A l’heure actuelle, Laurent Gbagbo n’est ni éligible, ni électeur, puisqu’il a été gracié mais pas amnistié. Du côté du PPA-CI, on espère un geste politique de la part du Président Alassane Ouattara, pour permettre à son candidat de concourir à l’échéance électorale de 2025. Le parti rappelle que c’est Laurent Gbagbo qui avait autorisé Alassane Ouattara à participer à l’élection de 2010 alors qu’il était inéligible, pour nationalité douteuse. Un geste que le PPA-CI espère en retour de la part d’Alassane Ouattara.

Deux jours seulement après l’investiture de son mentor, c’est au tour de Charles Blé Goudé de déclarer devant ses partisans « que 2025 ne se fera pas sans nous ». L’intéressé n’a toutefois pas indiqué s’il sera candidat ou pas. Tout comme Laurent Gbagbo, le président du COJEP a été acquitté de la CPI mais aussi inéligible car, condamné pour des crimes liés aux violences post-électorales de 2010-2011. Lui aussi attend une solution politique de la part du pouvoir.
Comme si Laurent Gbagbo et ses anciens alliés avaient décidé d’officialiser leurs ambitions en ce mois de mai, c’est par une conférence de presse que son ancien premier ministre, Pascal Affi N’Guéssan, a annoncé en début de mois, sa candidature à la présidentielle de 2025. Après avoir noué un partenariat avec le pouvoir en 2023, le président du FPI, souhaite désormais incarner l’alternance.

Ils sont aussi à l’affût

Toujours dans le sillage de l’ex-galaxie Gbagbo, il faudra aussi compter avec son ex-épouse, Simone. Quelques temps après la création en 2022 de son parti, le Mouvement des générations capables (MGC), l’ancienne première dame avait déjà précisé qu’elle accepterait d’être candidate si son parti la désignait.
Elu président du PDCI en décembre 2023, à la suite de la mort de Henri Konan Bédié, Tidiane Thiam n’a jamais caché ses ambitions d’être candidat à la prochaine présidentielle et compte bien se présenter. Même si on peut s’interroger sur sa capacité à défendre les couleurs du plus vieux parti de Côte d’Ivoire.
Il y a aussi l’ex- chef de la rébellion, ancien premier ministre et ancien Président de l’Assemblée nationale, Guillaume Soro qui n’a jamais fait mystère de sa volonté de diriger la Côte d’Ivoire.

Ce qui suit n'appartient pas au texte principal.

use std::path::Path;
use std::sync::Arc;
use parking_lot::RwLock;
use tracing::{debug, info, warn};
use crate::analysis::analyzer::Analyzer;
use crate::core::config::Config;
use crate::core::error::{Error, ErrorKind, Result};
use crate::core::types::{DocId, SynonymDocument};
use crate::index::synonym_table::SynonymTable;
use crate::query::parser::QueryParser;
use crate::scoring::scorer::scorer_for;
use crate::search::executor::search_table;
use crate::search::results::SearchResults;
use crate::storage::checkpoint::{Checkpoint, RecoveryManager};
use crate::storage::file_lock::{FileLock, WriterLock};
use crate::storage::layout::StorageLayout;
use crate::storage::location::{MemoryArena, StorageLocation};
use crate::storage::wal::{Operation, WAL};

/// How `TermIndex::open` treats existing contents
#[derive(Debug, Clone, Copy, PartialEq, Eq)]
pub enum OpenMode {
    Create,          // Wipe whatever is there
    Append,          // Location must already hold an index
    CreateOrAppend,
}

// Shared table, durable part, writer lock, WAL entries not yet folded
type Opened = (Arc<RwLock<SynonymTable>>, Option<Durable>, WriterLock, usize);

struct Durable {
    storage: StorageLayout,
    wal: WAL,
}

/// Single writer over one synonym index.
///
/// Every mutation is one WAL entry applied to the in-memory table, so a
/// reader sees either all of it or none of it. The log is folded into the
/// checkpoint on `close()`, on `checkpoint()` and every
/// `checkpoint_interval` entries.
pub struct TermIndex {
    location: StorageLocation,
    table: Arc<RwLock<SynonymTable>>,
    durable: Option<Durable>,      // None for in-memory arenas
    lock: Option<WriterLock>,      // None once closed
    create_mode: bool,
    config: Config,
    entries_since_checkpoint: usize,
}

impl TermIndex {
    pub fn open(location: StorageLocation, mode: OpenMode) -> Result<Self> {
        Self::open_with_config(location, mode, Config::default())
    }

    pub fn open_with_config(location: StorageLocation, mode: OpenMode, config: Config) -> Result<Self> {
        let analyzer = Arc::new(Analyzer::synonym());

        let (table, durable, lock, pending) = match &location {
            StorageLocation::Directory(path) => Self::open_directory(path, mode, &config, analyzer)?,
            StorageLocation::Memory(arena) => Self::open_arena(arena, mode, analyzer)?,
        };

        info!(location = %location, ?mode, docs = table.read().len(), "opened term index");

        Ok(TermIndex {
            location,
            table,
            durable,
            lock: Some(lock),
            create_mode: false,
            config,
            entries_since_checkpoint: pending,
        })
    }

    fn open_directory(
        path: &Path,
        mode: OpenMode,
        config: &Config,
        analyzer: Arc<Analyzer>,
    ) -> Result<Opened> {
        let storage = match mode {
            OpenMode::Append => StorageLayout::existing(path.to_path_buf())?,
            OpenMode::Create | OpenMode::CreateOrAppend => StorageLayout::new(path.to_path_buf())?,
        };
        let lock = FileLock::acquire(&storage)?;

        let fresh = mode == OpenMode::Create
            || (mode == OpenMode::CreateOrAppend && !storage.has_checkpoint());

        if fresh {
            storage.wipe()?;
            Checkpoint::empty(0).save(&storage)?;
            let wal = WAL::create(&storage, 0, config.sync_mode)?;

            let table = SynonymTable::new(analyzer);
            return Ok((Arc::new(RwLock::new(table)), Some(Durable { storage, wal }), WriterLock::File(lock), 0));
        }

        let recovered = RecoveryManager::recover(&storage)?;
        let generation = recovered.checkpoint.wal_generation;
        debug!(
            generation,
            replayed = recovered.operations.len(),
            last_write = %recovered.last_write,
            "recovered term index"
        );

        // Leftovers of a fold that did not finish
        for stale in storage.wal_generations()? {
            if stale != generation {
                warn!(generation = stale, "removing stale WAL generation");
                WAL::remove(&storage, stale)?;
            }
        }

        let mut table = SynonymTable::from_checkpoint(analyzer, recovered.checkpoint);
        for operation in &recovered.operations {
            table.apply(operation);
        }

        let wal = WAL::open(
            &storage,
            generation,
            config.sync_mode,
            recovered.wal_valid_len,
            recovered.next_sequence,
        )?;

        Ok((
            Arc::new(RwLock::new(table)),
            Some(Durable { storage, wal }),
            WriterLock::File(lock),
            recovered.operations.len(),
        ))
    }

    fn open_arena(
        arena: &MemoryArena,
        mode: OpenMode,
        analyzer: Arc<Analyzer>,
    ) -> Result<Opened> {
        let lease = arena.try_acquire_writer()?;
        let table = arena.table();

        match mode {
            OpenMode::Append if !arena.is_initialized() => {
                return Err(Error::unavailable("no index found in memory arena"));
            }
            OpenMode::Create => *table.write() = SynonymTable::new(analyzer),
            _ => {}
        }
        arena.mark_initialized();

        Ok((table, None, WriterLock::Arena(lease), 0))
    }

    pub fn location(&self) -> &StorageLocation {
        &self.location
    }

    pub fn config(&self) -> &Config {
        &self.config
    }

    pub fn is_closed(&self) -> bool {
        self.lock.is_none()
    }

    /// Append-only bulk load: inserts skip the existing-word check.
    pub fn set_using_create_mode(&mut self, create_mode: bool) {
        self.create_mode = create_mode;
    }

    pub fn is_using_create_mode(&self) -> bool {
        self.create_mode
    }

    pub fn set_synonym_separator(&mut self, separator: char) {
        self.config.synonym_separator = Some(separator);
    }

    pub fn separator(&self) -> Option<char> {
        self.config.synonym_separator
    }

    /// Stores `word` with the synonyms split on the separator. Outside create
    /// mode an existing document for the word is replaced.
    pub fn insert_document(&mut self, word: &str, synonyms: &str) -> Result<()> {
        self.ensure_open()?;
        let document = self.parse_document(word, synonyms)?;

        let operation = {
            let table = self.table.read();
            if self.create_mode {
                Operation::Put { doc_id: table.next_doc_id(), document }
            } else {
                replace_or_append(&table, document)
            }
        };

        self.commit(operation)
    }

    /// Replaces the synonyms of `word`, inserting it when absent. Returns the
    /// number of documents that existed for the word; an insertion counts 0.
    pub fn update_document(&mut self, word: &str, synonyms: &str) -> Result<usize> {
        self.ensure_open()?;
        let document = self.parse_document(word, synonyms)?;

        let (operation, affected) = {
            let table = self.table.read();
            let affected = table.docs_for_word(word).len();
            (replace_or_append(&table, document), affected)
        };

        self.commit(operation)?;
        Ok(affected)
    }

    pub fn delete_document_by_word(&mut self, word: &str) -> Result<()> {
        self.ensure_open()?;

        let doc_ids = self.table.read().docs_for_word(word).to_vec();
        if doc_ids.is_empty() {
            return Ok(());
        }

        self.commit(Operation::Delete { doc_ids })
    }

    pub fn delete_all_documents(&mut self) -> Result<()> {
        self.ensure_open()?;

        if self.table.read().is_empty() {
            return Ok(());
        }

        self.commit(Operation::Clear)
    }

    /// Appends one synonym; no-op when the word is absent.
    pub fn add_synonym_to_document(&mut self, word: &str, synonym: &str) -> Result<()> {
        self.ensure_open()?;

        let operation = {
            let table = self.table.read();
            let Some(mut document) = first_document(&table, word) else {
                return Ok(());
            };
            document.synonyms.push(synonym.to_string());
            replace_or_append(&table, document)
        };

        self.commit(operation)
    }

    /// Removes one occurrence of `synonym`, compared case-sensitively; no-op
    /// when either the word or the synonym is absent.
    pub fn remove_synonym_from_document(&mut self, word: &str, synonym: &str) -> Result<()> {
        self.ensure_open()?;

        let operation = {
            let table = self.table.read();
            let Some(mut document) = first_document(&table, word) else {
                return Ok(());
            };
            let Some(position) = document.position_of(synonym) else {
                return Ok(());
            };
            document.synonyms.remove(position);
            replace_or_append(&table, document)
        };

        self.commit(operation)
    }

    /// Documents stored under exactly `word`.
    pub fn search_document_by_word(&self, word: &str) -> Vec<DocId> {
        self.table.read().docs_for_word(word).to_vec()
    }

    /// Full-text search over synonyms; every matching document, best first.
    pub fn search_document_by_synonym(&self, text: &str) -> Result<SearchResults> {
        let table = self.table.read();
        let query = QueryParser::new(table.analyzer().clone())
            .with_default_operator(self.config.default_operator)
            .parse(text)?;
        let scorer = scorer_for(self.config.scorer);
        search_table(&table, scorer.as_ref(), &query, table.len())
    }

    pub fn get_synonym_count(&self, word: &str) -> usize {
        let table = self.table.read();
        first_document(&table, word)
            .map(|doc| doc.synonym_count())
            .unwrap_or(0)
    }

    pub fn synonyms(&self, word: &str) -> Option<Vec<String>> {
        first_document(&self.table.read(), word).map(|doc| doc.synonyms)
    }

    pub fn document(&self, doc_id: DocId) -> Option<SynonymDocument> {
        self.table.read().document(doc_id).cloned()
    }

    pub fn num_docs(&self) -> usize {
        self.table.read().len()
    }

    /// Folds the WAL into a new checkpoint. In-memory arenas have nothing to
    /// fold.
    pub fn checkpoint(&mut self) -> Result<()> {
        self.ensure_open()?;
        let Some(durable) = &mut self.durable else {
            return Ok(());
        };

        durable.wal.sync()?;
        let old_generation = durable.wal.generation;
        let generation = old_generation + 1;

        let wal = WAL::create(&durable.storage, generation, self.config.sync_mode)?;
        self.table.read().to_checkpoint(generation).save(&durable.storage)?;
        durable.wal = wal;
        WAL::remove(&durable.storage, old_generation)?;

        debug!(generation, folded = self.entries_since_checkpoint, "checkpoint written");
        self.entries_since_checkpoint = 0;
        Ok(())
    }

    /// Flushes pending writes and releases the writer. Closing twice is fine.
    pub fn close(&mut self) -> Result<()> {
        if self.lock.is_none() {
            return Ok(());
        }

        let result = if self.entries_since_checkpoint > 0 {
            self.checkpoint()
        } else {
            match &mut self.durable {
                Some(durable) => durable.wal.sync(),
                None => Ok(()),
            }
        };

        self.durable = None;
        self.lock = None;
        info!(location = %self.location, "closed term index");
        result
    }

    fn ensure_open(&self) -> Result<()> {
        if self.lock.is_none() {
            return Err(Error::new(
                ErrorKind::InvalidState,
                format!("term index at {} is closed", self.location),
            ));
        }
        Ok(())
    }

    fn parse_document(&self, word: &str, synonyms: &str) -> Result<SynonymDocument> {
        let separator = self.config.synonym_separator.ok_or_else(|| {
            Error::new(ErrorKind::InvalidState, "synonym separator is not set".to_string())
        })?;
        Ok(SynonymDocument::parse(word, synonyms, separator))
    }

    fn commit(&mut self, operation: Operation) -> Result<()> {
        if let Some(durable) = &mut self.durable {
            durable.wal.append(&operation)?;
            self.entries_since_checkpoint += 1;
        }

        self.table.write().apply(&operation);

        if self.durable.is_some() && self.entries_since_checkpoint >= self.config.checkpoint_interval.max(1) {
            self.checkpoint()?;
        }
        Ok(())
    }
}

impl Drop for TermIndex {
    fn drop(&mut self) {
        if let Err(e) = self.close() {
            warn!(location = %self.location, error = %e, "failed to close term index");
        }
    }
}

fn first_document(table: &SynonymTable, word: &str) -> Option<SynonymDocument> {
    table.docs_for_word(word)
        .first()
        .and_then(|id| table.document(*id))
        .cloned()
}

/// Puts `document` in place of the first document for its word and drops
/// the duplicates a create-mode load may have left.
fn replace_or_append(table: &SynonymTable, document: SynonymDocument) -> Operation {
    match table.docs_for_word(&document.word) {
        [] => Operation::Put { doc_id: table.next_doc_id(), document },
        [first] => Operation::Put { doc_id: *first, document },
        [first, rest @ ..] => Operation::Batch(vec![
            Operation::Delete { doc_ids: rest.to_vec() },
            Operation::Put { doc_id: *first, document },
        ]),
    }
}
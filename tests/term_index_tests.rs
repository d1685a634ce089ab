//! Integration tests for the on-disk and in-memory synonym index

use std::fs::OpenOptions;
use std::io::Write;

use tempfile::TempDir;

use synodex::core::config::Config;
use synodex::core::error::ErrorKind;
use synodex::index::term_index::{OpenMode, TermIndex};
use synodex::reader::index_searcher::IndexSearcher;
use synodex::storage::location::{MemoryArena, StorageLocation};
use synodex::storage::wal::SyncMode;

const SYNONYMS: &[(&str, &str)] = &[
    ("IBM", "IBM|International Business Machines|Big Blue"),
    ("ANPE", "A.N.P.E.|Agence Nationale Pour l'Emploi|Pôle Emploi"),
    ("SNCF", "SNCF|Société nationale des chemins de fer"),
    ("Sécurité Sociale", "Sécurité Sociale|Sécu|SS"),
];

fn config() -> Config {
    Config {
        sync_mode: SyncMode::None,
        ..Config::with_separator('|')
    }
}

fn setup_directory() -> (TempDir, StorageLocation) {
    let tmp = TempDir::new().unwrap();
    let location = StorageLocation::directory(tmp.path().join("index"));
    (tmp, location)
}

fn seed(index: &mut TermIndex) {
    for (word, synonyms) in SYNONYMS {
        index.insert_document(word, synonyms).unwrap();
    }
}

#[test]
fn test_big_blue_resolves_to_ibm() {
    let (_tmp, location) = setup_directory();
    let mut index = TermIndex::open_with_config(location.clone(), OpenMode::Create, config()).unwrap();
    seed(&mut index);

    let results = index.search_document_by_synonym("Big Blue").unwrap();
    assert!(!results.is_empty());
    assert_eq!(index.document(results.hits[0].doc_id).unwrap().word, "IBM");
    assert_eq!(index.get_synonym_count("IBM"), 3);
}

#[test]
fn test_removed_acronym_no_longer_matches() {
    let (_tmp, location) = setup_directory();
    let mut index = TermIndex::open_with_config(location.clone(), OpenMode::Create, config()).unwrap();
    seed(&mut index);

    let before = index.search_document_by_synonym("A.N.P.E.").unwrap();
    assert_eq!(before.len(), 1);

    index.remove_synonym_from_document("ANPE", "A.N.P.E.").unwrap();
    assert_eq!(index.get_synonym_count("ANPE"), 2);
    assert!(index.search_document_by_synonym("A.N.P.E.").unwrap().is_empty());

    // Other synonyms still reach the document
    let results = index.search_document_by_synonym("pôle emploi").unwrap();
    assert_eq!(index.document(results.hits[0].doc_id).unwrap().word, "ANPE");
}

#[test]
fn test_persists_across_reopen() {
    let (_tmp, location) = setup_directory();
    {
        let mut index = TermIndex::open_with_config(location.clone(), OpenMode::Create, config()).unwrap();
        seed(&mut index);
        index.delete_document_by_word("SNCF").unwrap();
        index.close().unwrap();
    }

    let mut index = TermIndex::open_with_config(location.clone(), OpenMode::Append, config()).unwrap();
    assert_eq!(index.num_docs(), SYNONYMS.len() - 1);
    assert_eq!(index.get_synonym_count("IBM"), 3);
    assert!(index.search_document_by_word("SNCF").is_empty());

    index.add_synonym_to_document("IBM", "Big Blue Inc").unwrap();
    assert_eq!(index.get_synonym_count("IBM"), 4);
}

#[test]
fn test_wal_is_replayed_without_close() {
    let (_tmp, location) = setup_directory();
    let mut index = TermIndex::open_with_config(location.clone(), OpenMode::Create, config()).unwrap();
    seed(&mut index);

    // A reader sees every committed mutation before the log is folded
    let searcher = IndexSearcher::open(location.clone()).unwrap();
    assert_eq!(searcher.num_docs(), SYNONYMS.len());
    assert_eq!(searcher.search_document_by_synonym("sécu").unwrap().len(), 1);
}

#[test]
fn test_torn_wal_tail_is_ignored() {
    let (tmp, location) = setup_directory();
    {
        let mut index = TermIndex::open_with_config(location.clone(), OpenMode::Create, config()).unwrap();
        index.close().unwrap();
    }
    {
        let mut index = TermIndex::open_with_config(location.clone(), OpenMode::Append, config()).unwrap();
        index.insert_document("IBM", "IBM|Big Blue").unwrap();
        // Leak the writer state on disk as a crash would
        std::mem::forget(index);
    }

    let wal_dir = tmp.path().join("index").join("wal");
    let wal_path = std::fs::read_dir(&wal_dir).unwrap()
        .map(|entry| entry.unwrap().path())
        .find(|path| path.extension().is_some_and(|ext| ext == "log"))
        .unwrap();
    let mut wal = OpenOptions::new().append(true).open(&wal_path).unwrap();
    wal.write_all(&[0xAB, 0xCD, 0x01]).unwrap();

    let searcher = IndexSearcher::open(location).unwrap();
    assert_eq!(searcher.num_docs(), 1);
    assert_eq!(searcher.search_document_by_synonym("big blue").unwrap().len(), 1);
}

#[test]
fn test_oversized_insert_fails_and_later_writes_survive() {
    let (_tmp, location) = setup_directory();
    {
        let mut index = TermIndex::open_with_config(location.clone(), OpenMode::Create, config()).unwrap();
        index.insert_document("SMALL", "small").unwrap();

        let huge = "x".repeat(65 * 1024 * 1024);
        let err = index.insert_document("BIG", &huge).unwrap_err();
        assert_eq!(err.kind, ErrorKind::InvalidArgument);
        assert!(index.search_document_by_word("BIG").is_empty());

        index.insert_document("AFTER", "after").unwrap();
        assert_eq!(index.num_docs(), 2);
        std::mem::forget(index);
    }

    let searcher = IndexSearcher::open(location).unwrap();
    assert_eq!(searcher.num_docs(), 2);
    assert_eq!(searcher.search_document_by_word("AFTER").len(), 1);
}

#[test]
fn test_second_writer_is_rejected() {
    let (_tmp, location) = setup_directory();
    let mut first = TermIndex::open_with_config(location.clone(), OpenMode::Create, config()).unwrap();

    let err = TermIndex::open_with_config(location.clone(), OpenMode::CreateOrAppend, config()).err().unwrap();
    assert_eq!(err.kind, ErrorKind::IndexUnavailable);

    first.close().unwrap();
    let second = TermIndex::open_with_config(location, OpenMode::Append, config());
    assert!(second.is_ok());
}

#[test]
fn test_append_requires_existing_index() {
    let (_tmp, location) = setup_directory();
    let err = TermIndex::open_with_config(location.clone(), OpenMode::Append, config()).err().unwrap();
    assert_eq!(err.kind, ErrorKind::IndexUnavailable);

    let err = IndexSearcher::open(location).err().unwrap();
    assert_eq!(err.kind, ErrorKind::IndexUnavailable);
}

#[test]
fn test_create_mode_wipes_existing_contents() {
    let (_tmp, location) = setup_directory();
    {
        let mut index = TermIndex::open_with_config(location.clone(), OpenMode::Create, config()).unwrap();
        seed(&mut index);
    }

    let index = TermIndex::open_with_config(location.clone(), OpenMode::Create, config()).unwrap();
    assert_eq!(index.num_docs(), 0);

    drop(index);

    let index = TermIndex::open_with_config(location, OpenMode::CreateOrAppend, config()).unwrap();
    assert_eq!(index.num_docs(), 0);
}

#[test]
fn test_bulk_load_in_create_mode() {
    let (_tmp, location) = setup_directory();
    let mut index = TermIndex::open_with_config(location.clone(), OpenMode::Create, config()).unwrap();
    index.set_using_create_mode(true);
    assert!(index.is_using_create_mode());

    for i in 0..500 {
        index.insert_document(&format!("WORD{}", i), &format!("synonym {}|alias{}", i, i)).unwrap();
    }
    index.close().unwrap();

    let searcher = IndexSearcher::open(location).unwrap();
    assert_eq!(searcher.num_docs(), 500);
    let results = searcher.search_document_by_synonym("alias42").unwrap();
    assert_eq!(searcher.get_word_by_doc_id(results.hits[0].doc_id), Some("WORD42"));
}

#[test]
fn test_update_document_counts() {
    let (_tmp, location) = setup_directory();
    let mut index = TermIndex::open_with_config(location, OpenMode::Create, config()).unwrap();
    seed(&mut index);

    let mut updated = 0;
    updated += index.update_document("Sécurité Sociale", "I|have|been|updated").unwrap();
    assert_eq!(updated, 1);
    updated += index.update_document("INEXIST", "I|don't|exist").unwrap();
    assert_eq!(updated, 1);

    assert_eq!(index.get_synonym_count("Sécurité Sociale"), 4);
    assert_eq!(index.num_docs(), SYNONYMS.len() + 1);
}

#[test]
fn test_insert_existing_word_replaces() {
    let (_tmp, location) = setup_directory();
    let mut index = TermIndex::open_with_config(location, OpenMode::Create, config()).unwrap();
    seed(&mut index);

    index.insert_document("ADD", "This|is|a|new|document").unwrap();
    assert_eq!(index.num_docs(), SYNONYMS.len() + 1);
    index.insert_document("IBM", "This|is|an|existing|document").unwrap();
    assert_eq!(index.num_docs(), SYNONYMS.len() + 1);
    assert_eq!(index.get_synonym_count("IBM"), 5);
}

#[test]
fn test_memory_arena_is_shared_between_handles() {
    let arena = MemoryArena::new();
    let mut index = TermIndex::open_with_config(StorageLocation::Memory(arena.clone()), OpenMode::Create, config()).unwrap();
    seed(&mut index);

    let searcher = IndexSearcher::open(StorageLocation::Memory(arena.clone())).unwrap();
    assert_eq!(searcher.num_docs(), SYNONYMS.len());

    index.close().unwrap();
    let reopened = TermIndex::open_with_config(StorageLocation::Memory(arena), OpenMode::Append, config()).unwrap();
    assert_eq!(reopened.num_docs(), SYNONYMS.len());
}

Après un exil européen, il résiderait dans un pays du Sahel. Une façon certainement de se rapprocher de la mère-patrie, à mesure que 2025 approche.
Du côté du camp présidentiel, le chef de l’Etat Alassane Ouattara ne s’est pas prononcé pour le moment. Mais l’agitation déjà constatée ces derniers temps dans son camp, fait penser qu’il pourrait se lancer dans le grand bain pour un quatrième mandat. Le 12 mai dernier, l’Union des femmes du RHDP, coalition présidentielle, a lancé en grande pompe, une campagne de mobilisation des militantes du parti pour 2025.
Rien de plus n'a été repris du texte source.